Hudson: I'm confused at how making this optional helps.
Brad: Makes the rule clear and reduces complexity. If there's an app not having this header, it won't run.
Hudson: Wouldn't be an issue for upstream, only for users building their own boards.
Brad: Still, we have a lot of boards. Confusing if configured differently.
Hudson: All upstream boards should use the same default configuration.
Leon: It's worth nothing that one can build a custom version of
load_processes which does not perform these checks, but I'd be
bothered to do so if the only thing is that I don't want to have
these headers checked. Thus vouching for a parameter.

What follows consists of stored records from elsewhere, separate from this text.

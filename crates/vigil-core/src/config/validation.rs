//! Configuration validation utilities and rules

use crate::VigilError;
use std::fmt;

/// Configuration validation errors
#[derive(Debug, Clone, PartialEq)]
pub enum ValidationError {
    /// Value is required but missing or empty
    Required {
        /// Dotted field path
        field: String,
    },
    /// Value is out of acceptable range
    OutOfRange {
        /// Dotted field path
        field: String,
        /// Inclusive lower bound, if any
        min: Option<f64>,
        /// Inclusive upper bound, if any
        max: Option<f64>,
        /// Rejected value
        actual: f64,
    },
    /// Custom validation failed
    Custom {
        /// Dotted field path
        field: String,
        /// What is wrong with the value
        message: String,
    },
}

impl fmt::Display for ValidationError {
    fn fmt(&self, f: &mut fmt::Formatter<'_>) -> fmt::Result {
        match self {
            ValidationError::Required { field } => {
                write!(f, "Field '{field}' is required but missing")
            }
            ValidationError::OutOfRange {
                field,
                min,
                max,
                actual,
            } => {
                let range_desc = match (min, max) {
                    (Some(min), Some(max)) => format!("between {min} and {max}"),
                    (Some(min), None) => format!("at least {min}"),
                    (None, Some(max)) => format!("at most {max}"),
                    (None, None) => "in valid range".to_string(),
                };
                write!(f, "Field '{field}' must be {range_desc} (got {actual})")
            }
            ValidationError::Custom { field, message } => {
                write!(f, "Field '{field}': {message}")
            }
        }
    }
}

impl std::error::Error for ValidationError {}

impl From<ValidationError> for VigilError {
    fn from(err: ValidationError) -> Self {
        VigilError::invalid(err.to_string())
    }
}

/// Configuration validator that accumulates validation failures
#[derive(Debug, Default)]
pub struct ConfigValidator {
    errors: Vec<ValidationError>,
    field_prefix: String,
}

impl ConfigValidator {
    /// Create a new validator
    pub fn new() -> Self {
        Self::default()
    }

    /// Create a validator for a nested section; merge it back with [`Self::absorb`]
    pub fn for_field(&self, field_name: &str) -> Self {
        Self {
            errors: Vec::new(),
            field_prefix: self.full_field_name(field_name),
        }
    }

    /// Validate that a string is non-empty after trimming
    pub fn non_empty(&mut self, field_name: &str, value: &str) -> &mut Self {
        if value.trim().is_empty() {
            self.errors.push(ValidationError::Required {
                field: self.full_field_name(field_name),
            });
        }
        self
    }

    /// Validate that a number is within range
    pub fn range<T>(&mut self, field_name: &str, value: T, min: Option<T>, max: Option<T>) -> &mut Self
    where
        T: PartialOrd + Copy + Into<f64>,
    {
        let below = min.map(|min| value < min).unwrap_or(false);
        let above = max.map(|max| value > max).unwrap_or(false);

        if below || above {
            self.errors.push(ValidationError::OutOfRange {
                field: self.full_field_name(field_name),
                min: min.map(Into::into),
                max: max.map(Into::into),
                actual: value.into(),
            });
        }
        self
    }

    /// Record a custom failure when `condition` does not hold
    pub fn check(&mut self, field_name: &str, condition: bool, message: impl Into<String>) -> &mut Self {
        if !condition {
            self.errors.push(ValidationError::Custom {
                field: self.full_field_name(field_name),
                message: message.into(),
            });
        }
        self
    }

    /// Take over the failures collected by a nested validator
    pub fn absorb(&mut self, nested: ConfigValidator) -> &mut Self {
        self.errors.extend(nested.errors);
        self
    }

    /// Collected failures so far
    pub fn errors(&self) -> &[ValidationError] {
        &self.errors
    }

    /// Finish validation, joining every failure into one error
    pub fn finish(self) -> Result<(), VigilError> {
        if self.errors.is_empty() {
            return Ok(());
        }
        let joined = self
            .errors
            .iter()
            .map(ToString::to_string)
            .collect::<Vec<_>>()
            .join("; ");
        Err(VigilError::invalid(joined))
    }

    fn full_field_name(&self, field_name: &str) -> String {
        if self.field_prefix.is_empty() {
            field_name.to_string()
        } else {
            format!("{}.{}", self.field_prefix, field_name)
        }
    }
}

#[cfg(test)]
mod tests {
    use super::*;

    #[test]
    fn accumulates_nested_failures() {
        let mut validator = ConfigValidator::new();
        let mut execution = validator.for_field("execution");
        execution.range("default_threads", 0u32, Some(1), Some(20));
        execution.non_empty("report_dir", "  ");
        validator.absorb(execution);

        assert_eq!(validator.errors().len(), 2);
        let err = validator.finish().unwrap_err().to_string();
        assert!(err.contains("execution.default_threads"));
        assert!(err.contains("execution.report_dir"));
    }

    #[test]
    fn passes_when_clean() {
        let mut validator = ConfigValidator::new();
        validator.range("threads", 5u32, Some(1), Some(20));
        validator.check("environment", true, "unused");
        assert!(validator.finish().is_ok());
    }
}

Brad: I'd be more inclined to not have load_processes change, but
refactoring the core functionality and having one which has all
options, and one we generally use. In line with the general spirit
of load_processes just being a helper function. We should expose
one which has all the features.
Hudson: I agree. I think it's good to be able to avoid performing
these checks without duplicating the entirety of load_processes.

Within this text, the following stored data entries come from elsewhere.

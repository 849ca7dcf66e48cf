//! Vigil command line: HTTP trigger, one-shot runner and catalog listing

use anyhow::{Context, Result};
use clap::{Args, Parser, Subcommand};
use std::net::SocketAddr;
use std::path::PathBuf;
use std::process::ExitCode;
use tokio::net::TcpListener;
use tracing::info;
use tracing_subscriber::EnvFilter;
use vigil_core::ServiceConfig;
use vigil_engine::{ExecutionRequest, ScenarioCatalog};
use vigil_server::{build_service, load_config, local_capabilities, router, AppState, ConfigOverrides};

#[derive(Parser)]
#[command(name = "vigil")]
#[command(about = "Vigil - tag-selected scenario execution against cloud collaborators", long_about = None)]
struct Cli {
    #[command(subcommand)]
    command: Option<Commands>,

    /// Configuration file (TOML)
    #[arg(short, long, global = true)]
    config: Option<PathBuf>,

    /// Scenario catalog root, overriding the configuration
    #[arg(long, global = true)]
    catalog_root: Option<PathBuf>,

    /// Store objects under this directory instead of in memory
    #[arg(long, global = true)]
    object_root: Option<PathBuf>,

    /// Enable verbose logging
    #[arg(short, long, global = true)]
    verbose: bool,
}

#[derive(Subcommand)]
enum Commands {
    /// Serve the HTTP trigger (default)
    Serve {
        /// Bind address, overriding the configuration
        #[arg(short, long)]
        bind: Option<String>,
    },

    /// Run one selection and print the response as JSON
    Run(RunArgs),

    /// List catalog scenario paths
    List,
}

#[derive(Args)]
struct RunArgs {
    /// Tags to select (logical OR); repeat or separate with commas
    #[arg(short, long, value_delimiter = ',')]
    tags: Vec<String>,

    /// Single scenario path; wins over tags
    #[arg(short, long)]
    feature: Option<String>,

    /// Worker count, clamped to 1..=20
    #[arg(short = 'n', long, allow_negative_numbers = true)]
    threads: Option<i64>,

    /// Target environment
    #[arg(short, long)]
    environment: Option<String>,

    /// Outer deadline for the whole run
    #[arg(long)]
    timeout_ms: Option<u64>,
}

impl RunArgs {
    fn into_request(self) -> ExecutionRequest {
        ExecutionRequest {
            environment: self.environment,
            tags: (!self.tags.is_empty()).then_some(self.tags),
            feature: self.feature,
            threads: self.threads,
            timeout_ms: self.timeout_ms,
        }
    }
}

fn init_tracing(verbose: bool) {
    let default_directive = if verbose { "debug" } else { "info" };
    let filter =
        EnvFilter::try_from_default_env().unwrap_or_else(|_| EnvFilter::new(default_directive));
    tracing_subscriber::fmt()
        .with_env_filter(filter)
        .with_writer(std::io::stderr)
        .init();
}

#[tokio::main]
async fn main() -> Result<ExitCode> {
    let cli = Cli::parse();
    init_tracing(cli.verbose);

    let bind_address = match &cli.command {
        Some(Commands::Serve { bind }) => bind.clone(),
        _ => None,
    };
    let overrides = ConfigOverrides {
        bind_address,
        catalog_root: cli.catalog_root.clone(),
        default_environment: None,
    };
    let config = load_config(cli.config.as_deref(), std::env::vars(), &overrides)?;

    match cli.command.unwrap_or(Commands::Serve { bind: None }) {
        Commands::Serve { .. } => {
            serve(config, cli.object_root).await?;
            Ok(ExitCode::SUCCESS)
        }
        Commands::Run(args) => run(config, cli.object_root, args).await,
        Commands::List => {
            let catalog = ScenarioCatalog::load(&config.catalog.root, &config.catalog.extension)?;
            for path in catalog.paths() {
                println!("{path}");
            }
            Ok(ExitCode::SUCCESS)
        }
    }
}

async fn serve(config: ServiceConfig, object_root: Option<PathBuf>) -> Result<()> {
    let addr: SocketAddr = config
        .server
        .bind_address
        .parse()
        .with_context(|| format!("invalid bind address {}", config.server.bind_address))?;
    let capabilities = local_capabilities(object_root.as_deref());
    let time = capabilities.time.clone();
    let service = build_service(config, capabilities)?;
    let app = router(AppState::new(service, time));

    info!(%addr, "vigil listening");
    let listener = TcpListener::bind(addr).await?;
    axum::serve(listener, app)
        .with_graceful_shutdown(shutdown_signal())
        .await?;
    info!("vigil stopped");
    Ok(())
}

async fn run(config: ServiceConfig, object_root: Option<PathBuf>, args: RunArgs) -> Result<ExitCode> {
    let service = build_service(config, local_capabilities(object_root.as_deref()))?;
    let report = service.execute(args.into_request()).await;
    println!("{}", serde_json::to_string_pretty(&report.response)?);
    let code = u8::try_from(report.status.exit_code()).unwrap_or(2);
    Ok(ExitCode::from(code))
}

async fn shutdown_signal() {
    if let Err(e) = tokio::signal::ctrl_c().await {
        tracing::error!(error = %e, "failed to listen for shutdown signal");
        std::future::pending::<()>().await;
    }
}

Alexandru: So the suggestion is to rename the current
load_processes to load_processes_advanced and introduce a
wrapper function that calls this one with some default arguments?
Brad: Correct.
Branden: Solves the "how do we add new configuration options to
load_processes without affecting boards" issue for the future,
which is great. Have we solved the issue of making the kernel fail
for 1.x apps for inexperienced users, to understand why stuff is
failing.
Leon: Specifically for why stuff is failing, I think it might be worth writing up a document explaining exactly what to do and why this switch was necessary, and printing a link to that resource.
Branden: For people who are out of tree, this will fail with the kernel. For people who are on mainline, it will still fail until we add checks to the Makefiles.

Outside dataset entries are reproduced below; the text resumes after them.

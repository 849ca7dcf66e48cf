//! Scenario executor seam

use crate::error::ScenarioFault;
use crate::scenario::Scenario;
use async_trait::async_trait;
use vigil_core::config::EnvironmentProfile;

/// Per-run context handed to every scenario of the run
#[derive(Debug, Clone, PartialEq, Eq)]
pub struct ExecutionContext {
    /// Identifier of the run
    pub run_id: String,
    /// Resolved environment name
    pub environment: String,
    /// Resolved environment profile
    pub profile: EnvironmentProfile,
}

impl ExecutionContext {
    /// Context for an environment whose prefix is its own name
    pub fn for_environment(run_id: impl Into<String>, environment: &str) -> Self {
        Self {
            run_id: run_id.into(),
            environment: environment.to_string(),
            profile: EnvironmentProfile::named(environment),
        }
    }

    /// Qualify a collaborator resource name with the environment prefix
    pub fn qualify(&self, name: &str) -> String {
        self.profile.qualify(name)
    }

    /// Look up a template variable.
    ///
    /// `environment` and `run_id` are always defined; everything else comes
    /// from the environment profile.
    pub fn variable(&self, name: &str) -> Option<&str> {
        match name {
            "environment" => Some(&self.environment),
            "run_id" => Some(&self.run_id),
            _ => self.profile.variables.get(name).map(String::as_str),
        }
    }
}

/// Runs a single scenario to completion
///
/// Implementations report failure through [`ScenarioFault`]; panics are
/// also tolerated and caught by the scheduler.
#[async_trait]
pub trait ScenarioExecutor: Send + Sync {
    /// Execute one scenario
    async fn execute(&self, scenario: &Scenario, context: &ExecutionContext) -> Result<(), ScenarioFault>;
}
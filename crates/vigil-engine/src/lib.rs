//! Vigil Engine - scenario selection, scheduling and aggregation
//!
//! The engine turns an [`ExecutionRequest`] into an [`ExecutionReport`]:
//!
//! 1. [`ScenarioCatalog`] holds every scenario discovered at startup
//! 2. [`SelectionResolver`] picks the scenarios a request names
//! 3. [`ExecutionScheduler`] runs them on a bounded worker pool, containing
//!    faults and panics at scenario granularity
//! 4. [`aggregate`] folds the outcomes into an [`ExecutionSummary`]
//! 5. [`ExecutionService`] drives the whole lifecycle and classifies the run
//!
//! Scenarios reach collaborators only through the [`Capabilities`] handed to
//! the [`StepInterpreter`].

#![forbid(unsafe_code)]

/// Result aggregation
pub mod aggregator;

/// Collaborator capability set and key-value facade
pub mod capabilities;

/// Scenario catalog
pub mod catalog;

/// Engine error types
pub mod error;

/// Scenario executor seam
pub mod executor;

/// Declarative step interpreter
pub mod interpreter;

/// Request and response types
pub mod request;

/// Scenario model and file format
pub mod scenario;

/// Bounded-concurrency scheduler
pub mod scheduler;

/// Selection resolution
pub mod selection;

/// Execution lifecycle
pub mod service;

pub use aggregator::{aggregate, ExecutionSummary, ScenarioOutcome};
pub use capabilities::{Capabilities, KeyValueTable, TableError};
pub use catalog::ScenarioCatalog;
pub use error::{CatalogError, ScenarioFault, SelectionError};
pub use executor::{ExecutionContext, ScenarioExecutor};
pub use interpreter::StepInterpreter;
pub use request::{
    ExecutionRequest, ExecutionResponse, ExecutionStatus, MESSAGE_PARTIAL_FAILURE,
    MESSAGE_SUCCESS,
};
pub use scenario::{Scenario, ScenarioFile, Step};
pub use scheduler::{clamp_threads, ExecutionScheduler, MAX_THREADS};
pub use selection::SelectionResolver;
pub use service::{ExecutionPhase, ExecutionReport, ExecutionService};
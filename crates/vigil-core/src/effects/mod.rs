//! Collaborator effect traits
//!
//! Each trait is a narrow capability consumed by scenarios. Implementations
//! live in `vigil-effects` (local handlers) and `vigil-testkit` (fixtures);
//! the engine only ever sees `Arc<dyn ...Effects>` handles injected at
//! construction time.

pub mod function;
pub mod key_value;
pub mod object_store;
pub mod pubsub;
pub mod queue;
pub mod relational;
pub mod time;

pub use function::{FunctionEffects, FunctionError};
pub use key_value::{KeyValueEffects, KeyValueError};
pub use object_store::{ObjectMetadata, ObjectStoreEffects, ObjectStoreError, UserMetadata};
pub use pubsub::{PubSubEffects, PubSubError};
pub use queue::{QueueEffects, QueueError, ReceivedMessage};
pub use relational::{RelationalEffects, RelationalError, Row};
pub use time::TimeEffects;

Brad: We have to inform the users about new version
requirements. libtock-rs also needs to be updated, but there it
should be easier to determine what board we're compiling for, so
it's easier to opt out of writing the headers there.
Hudson: Created a plan for Tock 2.0 testing and asked people to sign up. Most boards have been signed up for, with a few exceptions.
https://github.com/tock/tock/pull/2632 is merged. Last major externally visible change for Tock 2.0. Other than that, the kernel crate exports and smaller stuff.
Brad: The kernel crate has been changed. Very little is now exported directly from the root module. It gives us a lot more structure and namespacing makes things easier.
It allows us to make better grouping. We can break things up and export them under the same namespace. We do that for syscall and process currently.
Some of the traits changed as well. In platform, we've split up
the Platform trait into individual traits. For instance, the
mapping of syscall numbers to capsules is its own trait now.
We now have a KernelResources trait. This is the de facto way for
a board to configure the kernel. Before, things were more
scattered. Basically now, everything which is a configuration option
goes to this one trait.
Also, the Chip trait no longer provides the Watchdog and the
SchedulerTimer. A chip not necessarily knows this information.
It is a massive PR with essentially every file touched. At this point, most boards have been converted. Once the CI passes, we can hopefully merge it.
There is still one outstanding name, currently called
SyscallDispatch, but as it is really only a mapping we might
change it to SyscallDriverLookup.
Hudson: Do you know which boards are still remaining?
Brad: All expect for the nRF and SAM4L. Essentially the newer boards.
Porting is pretty mechanical.
Leon: Would you say porting is also possible without access to the hardware?
Brad: Yes. Only the SyscallTimer is tricky. One has to be careful
that this is reflected in the board now.
Leon: Great. If there is errors introduced we'd catch them during release testing?
Brad: Yes, that is what I expect.
Hudson: We should block starting release testing on this.
Hudson: Alistair has been pinging OpenTitan folks to release a new bitstream. We might have lost access to the site where these artifacts are hosted.
Johnathan: Will look into resolving this issue.